> _Task item_
Copy the listing exactly. Omit nothing.
────────────────────
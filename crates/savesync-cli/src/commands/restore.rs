use anyhow::{Result, bail};
use std::path::Path;

use savesync_engine::RestoreOutcome;

use crate::console::status_spinner;
use crate::context;

pub async fn run(base_dir: &Path, interactive: bool) -> Result<()> {
    let orchestrator = context::start(base_dir, interactive).await?;
    if !orchestrator.selection_valid() {
        bail!("Incorrect cloud storage selection; fix it with `savesync select`");
    }

    let pb = status_spinner(orchestrator.status_line());
    let outcome = orchestrator.restore().await;
    pb.finish_and_clear();
    orchestrator.dispose().await;

    match outcome {
        RestoreOutcome::Restored { revision, files } => {
            println!(
                "Restored {} ({files} file(s)) into {}",
                revision.display_stem(),
                orchestrator.save_data().save_path().display()
            );
            Ok(())
        }
        RestoreOutcome::NoSaveData => {
            println!("No save data");
            Ok(())
        }
        RestoreOutcome::Skipped => bail!("Another operation is underway"),
        RestoreOutcome::Failed(message) => bail!("Restore failed: {message}"),
    }
}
────────────────────
> _Problem solution_
filename crates/savesync-cli/src/commands/restore.rs
use anyhow::{Result, bail};
use std::path::Path;

use savesync_engine::RestoreOutcome;

use crate::console::status_spinner;
use crate::context;

pub async fn run(base_dir: &Path, interactive: bool) -> Result<()> {
    let orchestrator = context::start(base_dir, interactive).await?;
    if !orchestrator.selection_valid() {
        bail!("Incorrect cloud storage selection; fix it with `savesync select`");
    }

    let pb = status_spinner(orchestrator.status_line());
    let outcome = orchestrator.restore().await;
    pb.finish_and_clear();
    orchestrator.dispose().await;

    match outcome {
        RestoreOutcome::Restored { revision, files } => {
            println!(
                "Restored {} ({files} file(s)) into {}",
                revision.display_stem(),
                orchestrator.save_data().save_path().display()
            );
            Ok(())
        }
        RestoreOutcome::NoSaveData => {
            println!("No save data");
            Ok(())
        }
        RestoreOutcome::Skipped => bail!("Another operation is underway"),
        RestoreOutcome::Failed(message) => bail!("Restore failed: {message}"),
    }
}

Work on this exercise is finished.